What is required: Go through the entries below and tally the lines holding "HashSet"; please reply with the number only.

Extracted material:
//! Crate-level error types.
//!
//! [`TvError`] unifies every failure the protocol core can produce
//! (remote protocol errors, deadlines, transport loss, bad input) behind a
//! single enum so callers can match on the variant they care about while
//! still using the `?` operator for easy propagation.

use std::time::Duration;

/// Convenience alias used throughout the crate.
pub type Result<T> = std::result::Result<T, TvError>;

/// Top-level error type returned by all public APIs.
#[derive(Debug, thiserror::Error)]
pub enum TvError {
    /// The remote sent a message whose name contains `error`.
    #[error("protocol error \"{message}\": {payload}")]
    Protocol {
        message: String,
        payload: serde_json::Value,
    },

    /// A session did not complete before its deadline.
    #[error("{what} should be done within {limit:?}")]
    Timeout { what: String, limit: Duration },

    /// A WebSocket operation (connect, send, receive) failed.
    #[error("websocket error: {0}")]
    WebSocket(#[from] tungstenite::Error),

    /// The remote closed the socket while a session was still open.
    #[error("connection closed by remote")]
    ConnectionClosed,

    /// The request was rejected before any session was opened.
    #[error("invalid request: {0}")]
    Validation(String),

    /// The environment holds an inconsistent configuration.
    #[error("configuration error: {0}")]
    Config(String),

    /// The credential provider failed to issue a token.
    #[error("credential error: {0}")]
    Credential(String),

    /// JSON serialization or deserialization failed.
    #[error("json error: {0}")]
    Json(#[from] serde_json::Error),
}

impl TvError {
    /// Returns `true` for failures a long-lived stream should reconnect after.
    ///
    /// Input and configuration problems will fail the same way on every
    /// attempt, so they are surfaced instead.
    pub fn is_retryable(&self) -> bool {
        matches!(
            self,
            Self::Protocol { .. }
                | Self::Timeout { .. }
                | Self::WebSocket(_)
                | Self::ConnectionClosed
                | Self::Json(_)
        )
    }
}
//! Tabular results of chart sessions.
//!
//! [`SeriesFrame`] is the per-session working table: one row per epoch
//! second, joined across every series of the session. [`OhlcvTable`] is the
//! finished, symbol-tagged result handed to callers.

use std::collections::{BTreeMap, HashSet};
use std::fmt;

use chrono::DateTime;
use chrono_tz::Tz;
use serde::Serialize;

use crate::Result;
use crate::timezone::{self, RawTimestamp};

/// Columns of the primary bar series, in wire order after the timestamp.
pub const BAR_COLUMNS: [&str; 5] = ["open", "high", "low", "close", "volume"];

/// Leading columns of every [`OhlcvTable`], indicators follow.
pub const CANONICAL_COLUMNS: [&str; 7] =
    ["Date", "Symbol", "Open", "High", "Low", "Close", "Volume"];

/// Rows keyed by epoch seconds with a fixed set of named float columns.
#[derive(Debug, Clone, Default, PartialEq)]
pub struct SeriesFrame {
    columns: Vec<String>,
    rows: BTreeMap<i64, Vec<Option<f64>>>,
}

impl SeriesFrame {
    pub fn new(columns: Vec<String>) -> Self {
        Self {
            columns,
            rows: BTreeMap::new(),
        }
    }

    pub fn columns(&self) -> &[String] {
        &self.columns
    }

    pub fn len(&self) -> usize {
        self.rows.len()
    }

    pub fn is_empty(&self) -> bool {
        self.rows.is_empty()
    }

    /// Inserts a row unless `timestamp` is already present, so the first
    /// occurrence wins. Short rows are padded with `None`, long rows cut.
    ///
    /// Returns whether the row was inserted.
    pub fn insert_first(&mut self, timestamp: i64, mut values: Vec<Option<f64>>) -> bool {
        if self.rows.contains_key(&timestamp) {
            return false;
        }
        values.resize(self.columns.len(), None);
        self.rows.insert(timestamp, values);
        true
    }

    pub fn get(&self, timestamp: i64) -> Option<&[Option<f64>]> {
        self.rows.get(&timestamp).map(Vec::as_slice)
    }

    /// All values of one column in timestamp order.
    pub fn column(&self, name: &str) -> Option<Vec<Option<f64>>> {
        let position = self.columns.iter().position(|c| c == name)?;
        Some(self.rows.values().map(|row| row[position]).collect())
    }

    /// Rows in ascending timestamp order.
    pub fn rows(&self) -> impl Iterator<Item = (i64, &[Option<f64>])> {
        self.rows.iter().map(|(ts, row)| (*ts, row.as_slice()))
    }

    /// Outer-joins `other` on the timestamp. Columns that already exist
    /// here are dropped from `other`; cells missing on either side are `None`.
    pub fn join(&mut self, other: SeriesFrame) {
        let taken: Vec<usize> = other
            .columns
            .iter()
            .enumerate()
            .filter(|(_, name)| !self.columns.contains(name))
            .map(|(i, _)| i)
            .collect();
        if taken.is_empty() {
            return;
        }

        let width = self.columns.len();
        self.columns
            .extend(taken.iter().map(|&i| other.columns[i].clone()));

        for row in self.rows.values_mut() {
            row.resize(width + taken.len(), None);
        }

        for (timestamp, values) in other.rows {
            let row = self
                .rows
                .entry(timestamp)
                .or_insert_with(|| vec![None; width + taken.len()]);
            for (offset, &i) in taken.iter().enumerate() {
                row[width + offset] = values.get(i).copied().flatten();
            }
        }
    }
}

/// One finished bar of one symbol.
#[derive(Debug, Clone, PartialEq, Serialize)]
pub struct OhlcvRow {
    pub timestamp: DateTime<Tz>,
    pub timestamp_ts: i64,
    pub symbol: String,
    pub open: f64,
    pub high: f64,
    pub low: f64,
    pub close: f64,
    pub volume: i64,
    /// Indicator cells aligned with [`OhlcvTable::indicator_columns`].
    pub indicators: Vec<Option<f64>>,
}

/// Bars of one or more symbols, one row per `(timestamp, symbol)`.
#[derive(Debug, Clone, Default, PartialEq)]
pub struct OhlcvTable {
    indicator_columns: Vec<String>,
    rows: Vec<OhlcvRow>,
}

impl OhlcvTable {
    /// A table with no rows but the full column set.
    pub fn empty(indicator_columns: Vec<String>) -> Self {
        Self {
            indicator_columns,
            rows: Vec::new(),
        }
    }

    /// Converts a finished session frame into symbol-tagged rows.
    ///
    /// The first five frame columns are the bar columns; the rest become
    /// indicator columns. Missing prices become `NaN`, missing volume `0`.
    ///
    /// # Errors
    ///
    /// Returns [`TvError::Validation`](crate::TvError::Validation) if a
    /// timestamp cannot be represented.
    pub fn from_frame(symbol: &str, frame: &SeriesFrame, tz: &Tz) -> Result<Self> {
        let indicator_columns = frame
            .columns()
            .iter()
            .skip(BAR_COLUMNS.len())
            .cloned()
            .collect();

        let rows = frame
            .rows()
            .map(|(timestamp_ts, values)| {
                let price = |i: usize| values.get(i).copied().flatten().unwrap_or(f64::NAN);
                Ok(OhlcvRow {
                    timestamp: timezone::normalize(&RawTimestamp::Epoch(timestamp_ts), tz)?,
                    timestamp_ts,
                    symbol: symbol.to_string(),
                    open: price(0),
                    high: price(1),
                    low: price(2),
                    close: price(3),
                    volume: values.get(4).copied().flatten().unwrap_or(0.0) as i64,
                    indicators: values.iter().skip(BAR_COLUMNS.len()).copied().collect(),
                })
            })
            .collect::<Result<Vec<_>>>()?;

        Ok(Self {
            indicator_columns,
            rows,
        })
    }

    /// Concatenates per-symbol tables, keeps the first row of every
    /// `(timestamp, symbol)` pair and sorts by timestamp, then symbol.
    ///
    /// Indicator columns are the union of all inputs in order of first
    /// appearance; `fallback_columns` is used when every input is empty.
    pub fn concat(tables: Vec<OhlcvTable>, fallback_columns: Vec<String>) -> Self {
        let mut columns: Vec<String> = Vec::new();
        for table in &tables {
            for name in &table.indicator_columns {
                if !columns.contains(name) {
                    columns.push(name.clone());
                }
            }
        }

        let mut seen = HashSet::new();
        let mut rows = Vec::new();
        for table in tables {
            let positions: Vec<usize> = table
                .indicator_columns
                .iter()
                .filter_map(|name| columns.iter().position(|c| c == name))
                .collect();

            for mut row in table.rows {
                if !seen.insert((row.timestamp_ts, row.symbol.clone())) {
                    continue;
                }
                let mut indicators = vec![None; columns.len()];
                for (value, &target) in row.indicators.iter().zip(&positions) {
                    indicators[target] = *value;
                }
                row.indicators = indicators;
                rows.push(row);
            }
        }

        if rows.is_empty() {
            return Self::empty(if columns.is_empty() {
                fallback_columns
            } else {
                columns
            });
        }

        rows.sort_by(|a, b| {
            a.timestamp_ts
                .cmp(&b.timestamp_ts)
                .then_with(|| a.symbol.cmp(&b.symbol))
        });

        Self {
            indicator_columns: columns,
            rows,
        }
    }

    /// Canonical bar columns followed by the indicator columns.
    pub fn columns(&self) -> Vec<String> {
        CANONICAL_COLUMNS
            .iter()
            .map(|c| c.to_string())
            .chain(self.indicator_columns.iter().cloned())
            .collect()
    }

    pub fn indicator_columns(&self) -> &[String] {
        &self.indicator_columns
    }

    pub fn rows(&self) -> &[OhlcvRow] {
        &self.rows
    }

    pub fn into_rows(self) -> Vec<OhlcvRow> {
        self.rows
    }

    pub fn len(&self) -> usize {
        self.rows.len()
    }

    pub fn is_empty(&self) -> bool {
        self.rows.is_empty()
    }

    /// Value of indicator `name` in `row`.
    pub fn indicator(&self, row: &OhlcvRow, name: &str) -> Option<f64> {
        let position = self.indicator_columns.iter().position(|c| c == name)?;
        row.indicators.get(position).copied().flatten()
    }

    /// Rows belonging to `symbol`.
    pub fn for_symbol<'a>(&'a self, symbol: &'a str) -> impl Iterator<Item = &'a OhlcvRow> {
        self.rows.iter().filter(move |row| row.symbol == symbol)
    }
}

impl fmt::Display for OhlcvTable {
    fn fmt(&self, f: &mut fmt::Formatter<'_>) -> fmt::Result {
        writeln!(f, "{}", self.columns().join(","))?;
        for row in &self.rows {
            write!(
                f,
                "{},{},{},{},{},{},{}",
                row.timestamp.to_rfc3339(),
                row.symbol,
                row.open,
                row.high,
                row.low,
                row.close,
                row.volume
            )?;
            for value in &row.indicators {
                match value {
                    Some(v) => write!(f, ",{v}")?,
                    None => write!(f, ",")?,
                }
            }
            writeln!(f)?;
        }
        Ok(())
    }
}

Answer box: 2